//! Key schema for every structure the broker keeps in the store.
//!
//! Keys are derived from a [`KeySchema`] value carrying the prefix, so
//! brokers with different prefixes can share one process without touching
//! any global state.

use std::fmt;
use std::sync::LazyLock;

use regex::Regex;
use serde::{Deserialize, Serialize};

use crate::error::ValidationError;

/// Namespace used when a queue is given without one.
pub const DEFAULT_NAMESPACE: &str = "default";

/// Default prefix shared by every key.
pub const DEFAULT_KEY_PREFIX: &str = "rmq";

static NAME_PATTERN: LazyLock<Regex> = LazyLock::new(|| {
    Regex::new(r"^[a-z0-9]+([._-][a-z0-9]+)*$").expect("name pattern is a valid regex")
});

/// Returns true when `name` is a valid key segment.
pub fn is_valid_name(name: &str) -> bool {
    NAME_PATTERN.is_match(name)
}

/// Lower-cases and validates a queue name.
pub fn validate_queue_name(name: &str) -> Result<String, ValidationError> {
    let lowered = name.to_lowercase();
    if is_valid_name(&lowered) {
        Ok(lowered)
    } else {
        Err(ValidationError::InvalidQueueName(name.to_string()))
    }
}

/// Lower-cases and validates a namespace.
pub fn validate_namespace(namespace: &str) -> Result<String, ValidationError> {
    let lowered = namespace.to_lowercase();
    if is_valid_name(&lowered) {
        Ok(lowered)
    } else {
        Err(ValidationError::InvalidNamespace(namespace.to_string()))
    }
}

/// A queue identified by namespace and name.
#[derive(Debug, Clone, PartialEq, Eq, Hash, PartialOrd, Ord, Serialize, Deserialize)]
pub struct QueueRef {
    #[serde(rename = "ns")]
    pub namespace: String,
    pub name: String,
}

impl QueueRef {
    /// Builds a validated queue reference.
    pub fn new(namespace: &str, name: &str) -> Result<Self, ValidationError> {
        Ok(Self {
            namespace: validate_namespace(namespace)?,
            name: validate_queue_name(name)?,
        })
    }

    /// Parses `"ns:name"` or `"name"` (placed in [`DEFAULT_NAMESPACE`]).
    pub fn parse(input: &str) -> Result<Self, ValidationError> {
        Self::parse_in(input, DEFAULT_NAMESPACE)
    }

    /// Parses `"ns:name"` or `"name"`, using `default_namespace` for the latter.
    pub fn parse_in(input: &str, default_namespace: &str) -> Result<Self, ValidationError> {
        match input.split_once(':') {
            Some((ns, name)) => Self::new(ns, name),
            None => Self::new(default_namespace, input),
        }
    }
}

impl fmt::Display for QueueRef {
    fn fmt(&self, f: &mut fmt::Formatter<'_>) -> fmt::Result {
        write!(f, "{}:{}", self.namespace, self.name)
    }
}

/// Kind of participant owning a heartbeat record.
#[derive(Debug, Clone, Copy, PartialEq, Eq, Hash)]
pub enum InstanceKind {
    Consumer,
    Producer,
}

impl InstanceKind {
    fn as_str(self) -> &'static str {
        match self {
            InstanceKind::Consumer => "consumer",
            InstanceKind::Producer => "producer",
        }
    }
}

impl fmt::Display for InstanceKind {
    fn fmt(&self, f: &mut fmt::Formatter<'_>) -> fmt::Result {
        f.write_str(self.as_str())
    }
}

/// Heartbeat hash field for an instance, e.g. `consumer:{id}`.
pub fn instance_key(kind: InstanceKind, id: &str) -> String {
    format!("{}:{}", kind, id)
}

/// Splits a heartbeat field back into kind and id.
pub fn parse_instance_key(key: &str) -> Result<(InstanceKind, String), ValidationError> {
    let invalid = || ValidationError::InvalidInstanceKey(key.to_string());
    let (kind, id) = key.split_once(':').ok_or_else(invalid)?;
    if id.is_empty() {
        return Err(invalid());
    }
    let kind = match kind {
        "consumer" => InstanceKind::Consumer,
        "producer" => InstanceKind::Producer,
        _ => return Err(invalid()),
    };
    Ok((kind, id.to_string()))
}

/// Key derivation bound to one prefix.
#[derive(Debug, Clone, PartialEq, Eq)]
pub struct KeySchema {
    prefix: String,
}

impl Default for KeySchema {
    fn default() -> Self {
        Self {
            prefix: DEFAULT_KEY_PREFIX.to_string(),
        }
    }
}

impl KeySchema {
    pub fn new(prefix: &str) -> Result<Self, ValidationError> {
        if !is_valid_name(prefix) {
            return Err(ValidationError::InvalidKeyPrefix(prefix.to_string()));
        }
        Ok(Self {
            prefix: prefix.to_string(),
        })
    }

    pub fn prefix(&self) -> &str {
        &self.prefix
    }

    fn queue_key(&self, queue: &QueueRef, suffix: &str) -> String {
        format!(
            "{}:queue:{}:{}:{}",
            self.prefix, queue.namespace, queue.name, suffix
        )
    }

    /// Plain FIFO list of messages ready for delivery.
    pub fn pending(&self, queue: &QueueRef) -> String {
        self.queue_key(queue, "pending")
    }

    /// Sorted set of prioritized messages ready for delivery.
    pub fn pending_priority(&self, queue: &QueueRef) -> String {
        self.queue_key(queue, "pending_priority")
    }

    pub fn acknowledged(&self, queue: &QueueRef) -> String {
        self.queue_key(queue, "acknowledged")
    }

    pub fn dead_letter(&self, queue: &QueueRef) -> String {
        self.queue_key(queue, "dead_letter")
    }

    /// Set of consumer ids registered on the queue.
    pub fn consumers(&self, queue: &QueueRef) -> String {
        self.queue_key(queue, "consumers")
    }

    /// Per-consumer list holding the message in flight.
    pub fn processing(&self, queue: &QueueRef, consumer_id: &str) -> String {
        self.queue_key(queue, &format!("processing:{}", consumer_id))
    }

    /// Global sorted set of scheduled messages scored by due time.
    pub fn scheduled(&self) -> String {
        format!("{}:scheduled", self.prefix)
    }

    /// Global hash of heartbeat records keyed by instance key.
    pub fn heartbeat_index(&self) -> String {
        format!("{}:heartbeat:index", self.prefix)
    }

    /// Set of every known queue as `ns:name`.
    pub fn queues(&self) -> String {
        format!("{}:queues", self.prefix)
    }

    /// Set of every registered processing list key.
    pub fn processing_queues(&self) -> String {
        format!("{}:processing_queues", self.prefix)
    }

    /// Recovers the queue and consumer id from a processing list key.
    pub fn parse_processing_key(&self, key: &str) -> Option<(QueueRef, String)> {
        let rest = key.strip_prefix(&self.prefix)?.strip_prefix(":queue:")?;
        let mut parts = rest.splitn(4, ':');
        let namespace = parts.next()?;
        let name = parts.next()?;
        if parts.next()? != "processing" {
            return None;
        }
        let consumer_id = parts.next().filter(|id| !id.is_empty())?;
        let queue = QueueRef::new(namespace, name).ok()?;
        Some((queue, consumer_id.to_string()))
    }
}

|---|

Instructions for the task: Where a line in the listing above contains "serde", copy that line.

Reply to the exercise:
use serde::{Deserialize, Serialize};
    #[serde(rename = "ns")]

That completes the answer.